Task statement - The material must be copied out exactly, line for line.

Information provided -
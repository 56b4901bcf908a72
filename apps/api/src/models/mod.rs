pub mod entry;
pub mod user;
use anyhow::{Context, Result};

const DEFAULT_ENTRY_FETCH_LIMIT: i64 = 300;

/// Application configuration loaded from environment variables.
/// Fails at startup if required variables are missing or malformed.
#[derive(Debug, Clone)]
pub struct Config {
    pub database_url: String,
    /// Optional: without it the service boots but every ask request fails with a
    /// configuration error.
    pub anthropic_api_key: Option<String>,
    pub port: u16,
    pub rust_log: String,
    /// Page size of the per-request entry fetch.
    pub entry_fetch_limit: i64,
}

impl Config {
    pub fn from_env() -> Result<Self> {
        dotenvy::dotenv().ok(); // load .env if present; ignore if missing

        Ok(Config {
            database_url: require_env("DATABASE_URL")?,
            anthropic_api_key: optional_env("ANTHROPIC_API_KEY"),
            port: std::env::var("PORT")
                .unwrap_or_else(|_| "8080".to_string())
                .parse::<u16>()
                .context("PORT must be a valid port number")?,
            rust_log: std::env::var("RUST_LOG").unwrap_or_else(|_| "info".to_string()),
            entry_fetch_limit: parse_fetch_limit(std::env::var("ENTRY_FETCH_LIMIT").ok())?,
        })
    }
}

fn require_env(key: &str) -> Result<String> {
    std::env::var(key).with_context(|| format!("Required environment variable '{key}' is not set"))
}

/// Unset and blank are the same thing.
fn optional_env(key: &str) -> Option<String> {
    std::env::var(key).ok().filter(|v| !v.trim().is_empty())
}

fn parse_fetch_limit(raw: Option<String>) -> Result<i64> {
    let Some(raw) = raw else {
        return Ok(DEFAULT_ENTRY_FETCH_LIMIT);
    };
    let limit = raw
        .trim()
        .parse::<i64>()
        .context("ENTRY_FETCH_LIMIT must be an integer")?;
    anyhow::ensure!(limit > 0, "ENTRY_FETCH_LIMIT must be positive, got {limit}");
    Ok(limit)
}

#[cfg(test)]
mod tests {
    use super::*;

    #[test]
    fn test_fetch_limit_defaults() {
        assert_eq!(parse_fetch_limit(None).unwrap(), 300);
    }

    #[test]
    fn test_fetch_limit_parsed() {
        assert_eq!(parse_fetch_limit(Some(" 50 ".to_string())).unwrap(), 50);
    }

    #[test]
    fn test_fetch_limit_rejects_garbage() {
        assert!(parse_fetch_limit(Some("lots".to_string())).is_err());
        assert!(parse_fetch_limit(Some("0".to_string())).is_err());
    }
}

Response area -
repository 56b4901bcf908a72
filename apps/api/src/models/mod.rs
pub mod entry;
pub mod user;
use anyhow::{Context, Result};

const DEFAULT_ENTRY_FETCH_LIMIT: i64 = 300;

/// Application configuration loaded from environment variables.
/// Fails at startup if required variables are missing or malformed.
#[derive(Debug, Clone)]
pub struct Config {
    pub database_url: String,
    /// Optional: without it the service boots but every ask request fails with a
    /// configuration error.
    pub anthropic_api_key: Option<String>,
    pub port: u16,
    pub rust_log: String,
    /// Page size of the per-request entry fetch.
    pub entry_fetch_limit: i64,
}

impl Config {
    pub fn from_env() -> Result<Self> {
        dotenvy::dotenv().ok(); // load .env if present; ignore if missing

        Ok(Config {
            database_url: require_env("DATABASE_URL")?,
            anthropic_api_key: optional_env("ANTHROPIC_API_KEY"),
            port: std::env::var("PORT")
                .unwrap_or_else(|_| "8080".to_string())
                .parse::<u16>()
                .context("PORT must be a valid port number")?,
            rust_log: std::env::var("RUST_LOG").unwrap_or_else(|_| "info".to_string()),
            entry_fetch_limit: parse_fetch_limit(std::env::var("ENTRY_FETCH_LIMIT").ok())?,
        })
    }
}

fn require_env(key: &str) -> Result<String> {
    std::env::var(key).with_context(|| format!("Required environment variable '{key}' is not set"))
}

/// Unset and blank are the same thing.
fn optional_env(key: &str) -> Option<String> {
    std::env::var(key).ok().filter(|v| !v.trim().is_empty())
}

fn parse_fetch_limit(raw: Option<String>) -> Result<i64> {
    let Some(raw) = raw else {
        return Ok(DEFAULT_ENTRY_FETCH_LIMIT);
    };
    let limit = raw
        .trim()
        .parse::<i64>()
        .context("ENTRY_FETCH_LIMIT must be an integer")?;
    anyhow::ensure!(limit > 0, "ENTRY_FETCH_LIMIT must be positive, got {limit}");
    Ok(limit)
}

#[cfg(test)]
mod tests {
    use super::*;

    #[test]
    fn test_fetch_limit_defaults() {
        assert_eq!(parse_fetch_limit(None).unwrap(), 300);
    }

    #[test]
    fn test_fetch_limit_parsed() {
        assert_eq!(parse_fetch_limit(Some(" 50 ".to_string())).unwrap(), 50);
    }

    #[test]
    fn test_fetch_limit_rejects_garbage() {
        assert!(parse_fetch_limit(Some("lots".to_string())).is_err());
        assert!(parse_fetch_limit(Some("0".to_string())).is_err());
    }
}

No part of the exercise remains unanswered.